Ein Fall für Juliane Moldrzyk und Holger Beisitzer.Die Innenarchitekten sind pünktlich vor Ort. Die freundliche Einladung zum Kaffee lehnen sie dankend ab. Sie beginnen sofort mit der Arbeit. Zunächst analysieren sie, wofür die Frau den Raum nutzen will. Eine gemütliche Sitzecke möchte sie einrichten, einen Platz zum Plaudern, Knabbern und Fernsehen. Zubauen möchte sie das Bett aber auch nicht, denn sie liebt es, morgens von der Sonne geweckt zu werden.

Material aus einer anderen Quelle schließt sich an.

//! SQLite schema synchronization
//!
//! Brings the live schema in line with a batch of [`TableSchema`]s:
//! missing tables are created, missing columns are added to existing tables,
//! and declared indexes are created if absent. Nothing is ever dropped.

use crate::database::schema::{ColumnDef, ColumnType, IndexDef, TableSchema};
use crate::database::sqlite::pool::SqlitePool;
use anyhow::{anyhow, Result};
use rusqlite::Connection;
use tracing::info;

/// Quote an identifier for use in SQL
pub(crate) fn quote(ident: &str) -> String {
    format!("\"{}\"", ident.replace('"', "\"\""))
}

fn sql_type(column_type: ColumnType) -> &'static str {
    match column_type {
        ColumnType::Integer => "INTEGER",
        ColumnType::Real => "REAL",
        ColumnType::Text => "TEXT",
        ColumnType::Blob => "BLOB",
        ColumnType::Boolean => "BOOLEAN",
        ColumnType::Timestamp => "TIMESTAMP",
    }
}

fn column_sql(column: &ColumnDef, inline_primary_key: bool) -> String {
    let mut sql = format!("{} {}", quote(&column.name), sql_type(column.column_type));
    if inline_primary_key && column.primary_key {
        sql.push_str(" PRIMARY KEY");
    }
    if column.not_null {
        sql.push_str(" NOT NULL");
    }
    if column.unique {
        sql.push_str(" UNIQUE");
    }
    if let Some(default) = &column.default {
        sql.push_str(" DEFAULT ");
        sql.push_str(default);
    }
    sql
}

/// `CREATE TABLE` statement for a table
///
/// A single primary key column is declared inline; composite keys become a
/// table constraint.
pub fn create_table_sql(table: &TableSchema) -> String {
    let primary_key = table.primary_key();
    let inline = primary_key.len() == 1;

    let mut parts: Vec<String> = table
        .columns
        .iter()
        .map(|c| column_sql(c, inline))
        .collect();

    if primary_key.len() > 1 {
        let cols: Vec<String> = primary_key.iter().map(|c| quote(c)).collect();
        parts.push(format!("PRIMARY KEY ({})", cols.join(", ")));
    }

    format!(
        "CREATE TABLE IF NOT EXISTS {} ({})",
        quote(&table.name),
        parts.join(", ")
    )
}

/// `ALTER TABLE ... ADD COLUMN` statement, if SQLite can add this column
pub fn add_column_sql(table: &str, column: &ColumnDef) -> Result<String> {
    if column.primary_key || column.unique {
        return Err(anyhow!(
            "Cannot add PRIMARY KEY or UNIQUE column '{}' to existing table '{}'",
            column.name,
            table
        ));
    }
    let null_default = column
        .default
        .as_deref()
        .map_or(true, |d| d.trim().eq_ignore_ascii_case("null"));
    if column.not_null && null_default {
        return Err(anyhow!(
            "Cannot add NOT NULL column '{}' without a default to existing table '{}'",
            column.name,
            table
        ));
    }

    Ok(format!(
        "ALTER TABLE {} ADD COLUMN {}",
        quote(table),
        column_sql(column, false)
    ))
}

/// `CREATE INDEX` statement for an index on `table`
pub fn create_index_sql(table: &str, index: &IndexDef) -> String {
    let cols: Vec<String> = index.columns.iter().map(|c| quote(c)).collect();
    format!(
        "CREATE {}INDEX IF NOT EXISTS {} ON {} ({})",
        if index.unique { "UNIQUE " } else { "" },
        quote(&index.name),
        quote(table),
        cols.join(", ")
    )
}

impl SqlitePool {
    /// Synchronize a batch of tables on one pooled connection
    pub fn sync_tables(&self, tables: &[TableSchema]) -> Result<()> {
        for table in tables {
            table.validate()?;
        }

        let conn = self.get()?;
        for table in tables {
            self.sync_table(&conn, table)?;
        }
        Ok(())
    }

    fn sync_table(&self, conn: &Connection, table: &TableSchema) -> Result<()> {
        let existing = self.columns_on(conn, &table.name)?;

        if existing.is_empty() {
            let sql = create_table_sql(table);
            self.run(conn, &sql)
                .map_err(|e| anyhow!("Failed to create {} table: {}", table.name, e))?;
            info!("Created table {}", table.name);
        } else {
            for column in &table.columns {
                if existing.iter().any(|c| c.eq_ignore_ascii_case(&column.name)) {
                    continue;
                }
                let sql = add_column_sql(&table.name, column)?;
                self.run(conn, &sql).map_err(|e| {
                    anyhow!(
                        "Failed to add column {} to {} table: {}",
                        column.name,
                        table.name,
                        e
                    )
                })?;
                info!("Added column {} to table {}", column.name, table.name);
            }
        }

        for index in &table.indexes {
            let sql = create_index_sql(&table.name, index);
            self.run(conn, &sql)
                .map_err(|e| anyhow!("Failed to create {} index: {}", index.name, e))?;
        }

        Ok(())
    }

    fn run(&self, conn: &Connection, sql: &str) -> rusqlite::Result<usize> {
        self.traced(sql, |n| Some(*n), || conn.execute(sql, []))
    }
}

Juliane und Holger konzentrieren ihre Suche auf ein passendes Element, das den Raum teilt und noch genügend Sonne auf den Schlafplatz lässt. Im Möbelkatalog finden sie einige preiswerte Möglichkeiten. Holger nimmt Maß. Juliane zeichnet mit einem schwarzen Fineliner verschiedene Raumansichten zwischen die Gesprächsnotizen auf ihren Block. Probeliegen muss die Mieterin zwischendurch, damit die Sache mit der Sonne im Bett auch klappt.

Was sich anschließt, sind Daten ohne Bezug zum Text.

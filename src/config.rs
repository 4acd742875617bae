use crate::logger::{LogLevel, LogOutput, LoggerConfig, DEFAULT_SLOW_THRESHOLD};
use anyhow::{anyhow, Result};
use config::Config;
use std::collections::HashMap;
use std::path::Path;
use std::time::Duration;

/// Prefix for environment overrides, e.g. `LAZYDB_CONNECTION_STRING`
pub const ENV_PREFIX: &str = "LAZYDB";

/// Behavior configuration handed to the dialect when the connection opens
#[derive(Debug, Clone, Default, PartialEq, Eq)]
pub struct ManagerConfig {
    pub logger: LoggerConfig,
}

impl ManagerConfig {
    pub fn with_logger(logger: LoggerConfig) -> Self {
        Self { logger }
    }
}

/// Connection settings loaded from a config file and the environment
#[derive(Debug, Clone, PartialEq, Eq)]
pub struct ManagerSettings {
    /// Dialect name, e.g. `sqlite`
    pub dialect: String,

    /// Driver-specific connection string
    pub connection_string: String,

    pub log_level: LogLevel,

    pub log_output: LogOutput,

    /// Slow statement threshold in milliseconds (default: 1000)
    pub slow_threshold_ms: u64,

    pub colorful: bool,
}

impl Default for ManagerSettings {
    fn default() -> Self {
        Self {
            dialect: "sqlite".to_string(),
            connection_string: ":memory:".to_string(),
            log_level: LogLevel::Error,
            log_output: LogOutput::Stdout,
            slow_threshold_ms: DEFAULT_SLOW_THRESHOLD.as_millis() as u64,
            colorful: true,
        }
    }
}

impl ManagerSettings {
    /// Load settings from `path` (or `~/.lazydb/lazydb.toml` when present)
    /// and from `LAZYDB_*` environment variables
    pub fn load(path: Option<&str>) -> Result<ManagerSettings> {
        Self::load_with_prefix(path, ENV_PREFIX)
    }

    /// Same as [`ManagerSettings::load`] with a custom environment prefix
    pub fn load_with_prefix(path: Option<&str>, env_prefix: &str) -> Result<ManagerSettings> {
        // Pull a `.env` file into the environment if there is one
        dotenvy::dotenv().ok();

        let mut builder = Config::builder();

        match path {
            Some(p) => {
                if !Path::new(p).exists() {
                    return Err(anyhow!("Configuration file '{}' does not exist", p));
                }
                builder = builder.add_source(config::File::with_name(p));
            }
            None => {
                if let Some(p) = Self::config_file_path() {
                    if Path::new(p.as_str()).exists() {
                        builder = builder.add_source(config::File::with_name(p.as_str()));
                    }
                }
            }
        }

        builder = builder.add_source(config::Environment::with_prefix(env_prefix));

        let settings = builder
            .build()
            .map_err(|e| anyhow!("Failed to build configuration: {}", e))?;

        let map = settings
            .try_deserialize::<HashMap<String, String>>()
            .map_err(|e| anyhow!("Failed to deserialize configuration: {}", e))?;

        Self::from_map(&map)
    }

    /// Build settings from flat key/value pairs, falling back to defaults
    pub fn from_map(map: &HashMap<String, String>) -> Result<ManagerSettings> {
        let defaults = ManagerSettings::default();

        let dialect = map
            .get("dialect")
            .map(|s| s.trim().to_lowercase())
            .unwrap_or(defaults.dialect);

        let connection_string = map
            .get("connection_string")
            .cloned()
            .unwrap_or(defaults.connection_string);

        let log_level = match map.get("log_level") {
            Some(s) => s.parse()?,
            None => defaults.log_level,
        };

        let log_output = match map.get("log_output") {
            Some(s) => s.parse()?,
            None => defaults.log_output,
        };

        let slow_threshold_ms = map
            .get("slow_threshold_ms")
            .and_then(|s| s.parse().ok())
            .unwrap_or(defaults.slow_threshold_ms);

        let colorful = map
            .get("colorful")
            .and_then(|s| s.parse().ok())
            .unwrap_or(defaults.colorful);

        Ok(ManagerSettings {
            dialect,
            connection_string,
            log_level,
            log_output,
            slow_threshold_ms,
            colorful,
        })
    }

    /// Default config file location
    pub fn config_file_path() -> Option<String> {
        dirs::home_dir().map(|h| format!("{}/.lazydb/lazydb.toml", h.to_string_lossy()))
    }

    pub fn slow_threshold(&self) -> Duration {
        Duration::from_millis(self.slow_threshold_ms)
    }

    /// Build the configuration passed to the manager
    pub fn manager_config(&self) -> ManagerConfig {
        ManagerConfig::with_logger(LoggerConfig {
            output: self.log_output,
            slow_threshold: self.slow_threshold(),
            level: self.log_level,
            colorful: self.colorful,
        })
    }

    /// Display settings summary
    pub fn summary(&self) -> String {
        [
            format!("Dialect:            {}", self.dialect),
            format!("Connection String:  {}", self.connection_string),
            format!("Log Level:          {}", self.log_level),
            format!("Log Output:         {:?}", self.log_output),
            format!("Slow Threshold:     {} ms", self.slow_threshold_ms),
            format!("Colorful:           {}", self.colorful),
        ]
        .join("\n")
    }
}
//! Database module
//!
//! This module provides the connection manager and the driver layer it sits on:
//!
//! - **manager**: Lazily opened shared handle and the migrated-table set
//! - **dialect**: Traits a database driver implements
//! - **schema**: Declarative table descriptions handed to schema sync
//! - **sqlite**: SQLite driver (pool, pragmas, schema sync)
//!
//! # Architecture
//!
//! ```text
//! database/
//! ├── manager         # ConnectionManager, OpenFailure
//! ├── dialect         # Dialect + ConnectionHandle traits
//! ├── schema          # TableSchema, ColumnDef, IndexDef, Model
//! │
//! └── sqlite/         # SQLite driver
//!     ├── pool        # r2d2 connection pool and per-connection pragmas
//!     └── sync        # CREATE TABLE / ADD COLUMN / CREATE INDEX
//! ```
//!
//! # Usage
//!
//! ```rust,ignore
//! use lazydb::database::{ConnectionManager, Sqlite};
//!
//! // Open lazily; the first get_connection() call connects
//! let manager = ConnectionManager::deferred(":memory:", Sqlite, None);
//! let pool = manager.get_connection()?;
//! println!("{:?}", pool.stats());
//! ```

pub mod dialect;
pub mod manager;
pub mod schema;
pub mod sqlite;

pub use dialect::{ConnectionHandle, Dialect, DEFAULT_MAX_IDLE_CONNS};
pub use manager::{ConnectionManager, OpenFailure};
pub use schema::{ColumnDef, ColumnType, IndexDef, Model, TableSchema};
pub use sqlite::{PoolStats, PooledConnection, Sqlite, SqlitePool, SQLITE_DIALECT};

Diese Beratungen für Privatpersonen bilden nur einen kleinen Teil der Arbeit von Juliane und Holger. Aber darin entdeckten sie eine Marktlücke, als sie 2004 nach dem Studium allen Mut und ihr Know-how zusammennahmen und sich zu dritt selbstständig machten. Juliane Moldrzyk und Holger Beisitzer gründeten gemeinsam mit einer dritten Kollegin, Inga Schulze, das Büro „raumdeuter“. Das Team gestaltet Büro- und Geschäftsräume. Gewöhnlich geht es um mehr als den richtigen Platz für das Sofa. Am Monitor entstehen komplette Raumkonzepte, vom Fußboden über die passende Beleuchtung und die nötigen Stromanschlüsse bis zur Gestaltung der Wände. Grundrisse werden überarbeitet. Nicht nur Raumteiler werden dann hin und her gerückt, sondern auch mal eine Wand. Zum Beispiel verwandelten die Innenarchitekten einen Kohlenkeller in einen raffiniert ausgeleuchteten Konferenzraum.

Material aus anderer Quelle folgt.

//! SQLite dialect
//!
//! Connection strings are file paths, `file:` URIs, or `:memory:`.

mod pool;
mod sync;

pub use pool::{PoolStats, PooledConnection, SqlitePool, MAX_POOL_SIZE};
pub use sync::{add_column_sql, create_index_sql, create_table_sql};

use crate::config::{ManagerConfig, ManagerSettings};
use crate::database::dialect::{ConnectionHandle, Dialect};
use crate::database::manager::ConnectionManager;
use crate::database::schema::TableSchema;
use crate::logger::SqlLogger;
use anyhow::{anyhow, Result};

/// Canonical name of the SQLite dialect
pub const SQLITE_DIALECT: &str = "sqlite";

/// SQLite dialect descriptor
#[derive(Debug, Clone, Copy, Default)]
pub struct Sqlite;

impl Dialect for Sqlite {
    type Handle = SqlitePool;

    fn name(&self) -> &str {
        SQLITE_DIALECT
    }

    fn open(&self, conn_string: &str, config: &ManagerConfig) -> Result<SqlitePool> {
        SqlitePool::open(conn_string, SqlLogger::new(config.logger.clone()))
    }
}

impl ConnectionHandle for SqlitePool {
    fn set_max_idle_conns(&self, n: usize) -> Result<()> {
        SqlitePool::set_max_idle_conns(self, n)
    }

    fn set_max_open_conns(&self, n: Option<usize>) -> Result<()> {
        SqlitePool::set_max_open_conns(self, n)
    }

    fn sync_schema(&self, tables: &[TableSchema]) -> Result<()> {
        self.sync_tables(tables)
    }
}

impl ConnectionManager<Sqlite> {
    /// Create a SQLite manager from loaded settings
    pub fn from_settings(settings: &ManagerSettings) -> Result<Self> {
        if settings.dialect != SQLITE_DIALECT {
            return Err(anyhow!("Unsupported dialect '{}'", settings.dialect));
        }

        ConnectionManager::new(
            settings.connection_string.as_str(),
            Sqlite,
            Some(settings.manager_config()),
        )
        .map_err(|failure| anyhow::Error::new(failure.into_error()))
    }
}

Nach der Schule hatte Juliane zunächst gar keine Lust aufs Studieren. „Mach was Praktisches“, riet ihr Vater, ein Elektriker. Juliane wurde Tischlerin, im Hinterkopf den Wunsch, nach der handwerklichen Ausbildung das Gestalten zu lernen. Sie bewarb sich an der Burg Giebichenstein Hochschule für Kunst und Design Halle. „Der technische Aspekt unseres Berufes liegt mir mehr“, sagt Juliane. „Vor der Bewerbung dachte ich: Das Künstlerische lasse ich mir jetzt in 5 Jahren mal eintrichtern.“ Ganz so einfach war es aber nicht. Juliane musste sich mit einer Mappe mit künstlerischen Arbeiten bewerben. Also absolvierte sie vor dem Studium einen Zeichenkurs. Bei der Aufnahmeprüfung ging es u.a. um räumliches Sehen und ein Grundverständnis von Statik. „Wir mussten zum Beispiel eine Brücke aus Papier bauen.“
Viele Innenarchitekten finden heute nach dem Studium keine Arbeit in ihrem Beruf. Vielleicht ist es die gute Mischung ihrer Begabungen, die den Erfolg von „raumdeuter“ ausmacht. Inga beschäftigt sich mit Architektur und Kunstgeschichte. Sie schreibt gerade an ihrer Doktorarbeit. Holger fügte seiner Ausbildung noch ein Kunststudium hinzu. Die 34-jährige Juliane ist die praktisch Begabte. Bei ihr laufen die organisatorischen Fäden zusammen. „Die Selbstständigkeit war kein großes finanzielles Risiko“, erzählt sie. „Wir brauchen keine teure Ausrüstung. Aus unserer Studienzeit sind wir einen einfachen Lebensstil gewöhnt. Sieht nicht so aus, als ob wir in nächster Zeit Millionäre werden. Aber wir haben Spaß an unserer Arbeit.“
Das helle Büro in der alten Fabriketage war schnell eingerichtet. Viele Bildbände stehen in dem Sideboard. Die drei Arbeitsplätze sehen jedenfalls so aus, als gingen ihnen die Aufträge in nächster Zeit nicht aus.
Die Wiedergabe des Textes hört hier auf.